Rape and Murder in Afghanistan

On March 11, up to 20 US forces murdered 16 Afghan men, women, and nine children, aged two to 12. Children were massacred while they slept. Two women were also raped before soldiers killed them.

Major media scoundrels whitewashed the crimes by shamelessly blaming one soldier to absolve others, and most of all, higher-ups responsible for permitting a culture that condones and encourages them.

A transparent March 11 Pentagon Secretary of Defense Panetta statement said the following:

"Today I spoke to President Karzai to offer my deepest condolences and profound regret for the tragic incident in Kandahar province that resulted in the loss of life and injuries to innocent Afghan civilians, including women and children."

"A full investigation is already underway. A suspect is in custody, and I gave President Karzai my assurances that we will bring those responsible to justice. We will spare no effort in getting the facts as quickly as possible, and we will hold any perpetrator who is responsible for this violence fully accountable under the law."

"I condemn such violence and am shocked and saddened that a U.S. service member is alleged to be involved, clearly acting outside his chain of command. I told President Karzai that the American people share the outrage felt by President Karzai and his fellow citizens. This tragic incident does not reflect the commitment of the U.S. military to protect the Afghan people and help build a strong and stable Afghanistan."

"As we mourn today with the Afghan people, we are steadfast in our resolve to work hand in hand with our Afghan partners to accomplish the missions and goals on which we have been working together for so long."

"This terrible incident does not reflect our shared values or the progress we have made together.
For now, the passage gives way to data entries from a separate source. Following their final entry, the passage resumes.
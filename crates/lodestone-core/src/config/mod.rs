//! Configuration management for Lodestone

mod loader;

pub use loader::*;
//! Plan command

use anyhow::{Context, Result};
use camino::Utf8Path;
use serde::Serialize;
use std::collections::BTreeMap;

use super::{parse_params, Workspace};
use crate::cli::PlanArgs;
use crate::output;

#[derive(Serialize)]
struct PlanView {
    content_pack_id: String,
    revision: u32,
    parameters: BTreeMap<String, String>,
    order: Vec<PlanStep>,
}

#[derive(Serialize)]
struct PlanStep {
    entity: String,
    depends_on: Vec<String>,
}

pub async fn run(args: PlanArgs, config_path: Option<&Utf8Path>) -> Result<()> {
    let workspace = Workspace::open(config_path)?;
    let pack = workspace.resolve_pack(&args.pack).await?;
    let params = parse_params(&args.pack.params, &pack)?;

    let plan = workspace.service.plan(&pack, &params)?;

    let view = PlanView {
        content_pack_id: plan.content_pack_id.to_string(),
        revision: plan.revision,
        parameters: plan
            .parameters
            .iter()
            .map(|(name, value)| (name.clone(), value.to_string()))
            .collect(),
        order: plan
            .order
            .iter()
            .map(|descriptor| PlanStep {
                entity: descriptor.to_string(),
                depends_on: plan
                    .dependencies
                    .get(descriptor)
                    .map(|deps| deps.iter().map(ToString::to_string).collect())
                    .unwrap_or_default(),
            })
            .collect(),
    };

    if args.json {
        let json =
            serde_json::to_string_pretty(&view).context("Failed to serialize plan to JSON")?;
        println!("{}", json);
        return Ok(());
    }

    output::header(&format!("Plan for {} rev {}", view.content_pack_id, view.revision));
    if view.parameters.is_empty() {
        output::info("No parameters");
    } else {
        for (name, value) in &view.parameters {
            output::kv(name, value);
        }
    }

    output::header("Creation order");
    for (i, step) in view.order.iter().enumerate() {
        if step.depends_on.is_empty() {
            output::step(i + 1, &step.entity);
        } else {
            output::step(i + 1, &format!("{} (after {})", step.entity, step.depends_on.join(", ")));
        }
    }

    output::success("All constraints fulfilled");
    Ok(())
}
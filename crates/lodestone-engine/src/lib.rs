//! Content pack installation engine for Lodestone
//!
//! This crate handles:
//! - Constraint checking against the running platform
//! - Parameter validation and substitution
//! - Entity dependency graph resolution
//! - The pluggable entity catalog registry
//! - Installation and uninstallation orchestration
//! - Content pack and installation record stores

pub mod cancellation;
pub mod catalog;
pub mod constraints;
pub mod context;
pub mod graph;
pub mod parameters;
pub mod report;
pub mod service;
pub mod store;
pub mod substitution;

pub use cancellation::CancellationFlag;
pub use catalog::{CatalogRegistry, EntityCatalog};
pub use constraints::{ConstraintChecker, ConstraintCheckerRegistry};
pub use context::InstallationContext;
pub use graph::EntityGraph;
pub use parameters::validate_parameters;
pub use report::{UninstallNotification, UninstallPhase, UninstallReport};
pub use service::{ContentPackService, InstallPlan};
pub use store::{ContentPackStore, InstallationStore};
//! Built-in constraint checkers backed by configured platform versions

use anyhow::{Context, Result};
use lodestone_core::types::Constraint;
use lodestone_engine::ConstraintChecker;
use semver::Version;
use std::collections::{BTreeMap, BTreeSet};
use tracing::debug;

/// Confirms server version requirements against the running server
pub struct ServerVersionChecker {
    version: Version,
}

impl ServerVersionChecker {
    pub fn new(version: &str) -> Result<Self> {
        let version = Version::parse(version.trim())
            .with_context(|| format!("Invalid server version: {}", version))?;
        Ok(Self { version })
    }
}

impl ConstraintChecker for ServerVersionChecker {
    fn check_constraints(&self, required: &BTreeSet<Constraint>) -> BTreeSet<Constraint> {
        required
            .iter()
            .filter(|c| matches!(c, Constraint::ServerVersion { .. }))
            .filter(|c| match c.version_req() {
                Ok(req) => req.matches(&self.version),
                Err(e) => {
                    debug!("Ignoring unparseable constraint {}: {}", c, e);
                    false
                }
            })
            .cloned()
            .collect()
    }
}

/// Confirms plugin requirements against the installed plugins
#[derive(Default)]
pub struct PluginVersionChecker {
    plugins: BTreeMap<String, Version>,
}

impl PluginVersionChecker {
    pub fn new() -> Self {
        Self::default()
    }

    /// Build from plugin name to version string pairs
    pub fn from_versions(plugins: &BTreeMap<String, String>) -> Result<Self> {
        let plugins = plugins
            .iter()
            .map(|(name, version)| {
                Version::parse(version.trim())
                    .map(|v| (name.clone(), v))
                    .with_context(|| format!("Invalid version for plugin {}: {}", name, version))
            })
            .collect::<Result<_>>()?;
        Ok(Self { plugins })
    }

    pub fn with_plugin(mut self, name: impl Into<String>, version: Version) -> Self {
        self.plugins.insert(name.into(), version);
        self
    }
}

impl ConstraintChecker for PluginVersionChecker {
    fn check_constraints(&self, required: &BTreeSet<Constraint>) -> BTreeSet<Constraint> {
        required
            .iter()
            .filter(|c| match c {
                Constraint::PluginVersion { plugin, .. } => {
                    match (self.plugins.get(plugin), c.version_req()) {
                        (Some(installed), Ok(req)) => req.matches(installed),
                        _ => false,
                    }
                }
                Constraint::ServerVersion { .. } => false,
            })
            .cloned()
            .collect()
    }
}

#[cfg(test)]
mod tests {
    use super::*;
    use lodestone_engine::ConstraintCheckerRegistry;
    use std::sync::Arc;

    fn required() -> BTreeSet<Constraint> {
        BTreeSet::from([
            Constraint::server_version(">=5.0.0").unwrap(),
            Constraint::plugin_version("org.example.geo", "^1.2").unwrap(),
        ])
    }

    #[test]
    fn test_server_checker_claims_matching_requirements_only() {
        let checker = ServerVersionChecker::new("5.1.0").unwrap();
        let claimed = checker.check_constraints(&required());
        assert_eq!(claimed, BTreeSet::from([Constraint::server_version(">=5.0.0").unwrap()]));

        let old = ServerVersionChecker::new("4.3.0").unwrap();
        assert!(old.check_constraints(&required()).is_empty());
    }

    #[test]
    fn test_plugin_checker_requires_installed_matching_version() {
        let installed =
            PluginVersionChecker::new().with_plugin("org.example.geo", Version::new(1, 4, 0));
        assert_eq!(installed.check_constraints(&required()).len(), 1);

        let outdated =
            PluginVersionChecker::new().with_plugin("org.example.geo", Version::new(2, 0, 0));
        assert!(outdated.check_constraints(&required()).is_empty());

        assert!(PluginVersionChecker::new().check_constraints(&required()).is_empty());
    }

    #[test]
    fn test_registry_of_builtin_checkers() {
        let plugins = BTreeMap::from([("org.example.geo".to_string(), "1.2.3".to_string())]);
        let registry = ConstraintCheckerRegistry::new()
            .with_checker(Arc::new(ServerVersionChecker::new("5.0.0").unwrap()))
            .with_checker(Arc::new(PluginVersionChecker::from_versions(&plugins).unwrap()));
        assert!(registry.check(&required()).is_ok());
    }

    #[test]
    fn test_invalid_versions_rejected() {
        assert!(ServerVersionChecker::new("five").is_err());
        let plugins = BTreeMap::from([("p".to_string(), "latest".to_string())]);
        assert!(PluginVersionChecker::from_versions(&plugins).is_err());
    }
}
As I told President Karzai, I am fully committed to ensuring that our cooperation continues. It is essential to forging a more peaceful future for the citizens of both our nations."

Like similar Pentagon, White House, and other official statements, Panetta's words ring hollow. They also reflected damage control cover-up, not only of a crime too grave to ignore, but just the latest in a systematic ongoing pattern wherever the U.S. shows up.

Like others, this one included rape and murder. According to Pajhwok Afghan News:

"A parliamentary probe team on Thursday said up to 20 American troops were involved in Sunday's killing of 16 civilians in southern Kandahar province."

It spent two days interviewing surviving family members, witnesses, and tribal elders. They also gathered evidence where killings took place.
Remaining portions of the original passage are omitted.